**Task to carry out**
Going through the lines below, tally those that include "common", and give only the number.

**Records to use**
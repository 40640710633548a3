use tracing::{debug, info, warn};

use crate::tracking_pipeline::common::error::TrackerError;
use crate::tracking_pipeline::common::timing::PipelineTimings;
use crate::tracking_pipeline::session::samples::PositionSample;

/// Per-frame reporting, chosen when the pipeline is built.
pub trait FrameLog {
    fn frame_processed(&self, frame: u64, sample: Option<&PositionSample>, timings: &PipelineTimings);
    fn frame_skipped(&self, frame: u64, reason: &TrackerError);
}

/// Reports every frame through `tracing`.
#[derive(Debug, Default)]
pub struct TracingFrameLog;

impl FrameLog for TracingFrameLog {
    fn frame_processed(&self, frame: u64, sample: Option<&PositionSample>, timings: &PipelineTimings) {
        let total = timings.total_duration();
        let fps = if total.is_zero() {
            0.0
        } else {
            1.0 / total.as_secs_f64()
        };

        match sample {
            Some(sample) => info!(
                frame,
                t_ms = sample.timestamp_ms,
                x = sample.x,
                y = sample.y,
                "fps: {:.1}",
                fps
            ),
            None => info!(frame, "fps: {:.1}", fps),
        }
        debug!(frame, "{}", timings.breakdown());
    }

    fn frame_skipped(&self, frame: u64, reason: &TrackerError) {
        warn!(frame, "Skipping frame: {}", reason);
    }
}

/// Reports nothing.
#[derive(Debug, Default)]
pub struct SilentFrameLog;

impl FrameLog for SilentFrameLog {
    fn frame_processed(&self, _frame: u64, _sample: Option<&PositionSample>, _timings: &PipelineTimings) {}

    fn frame_skipped(&self, _frame: u64, _reason: &TrackerError) {}
}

**Exercise answer**
2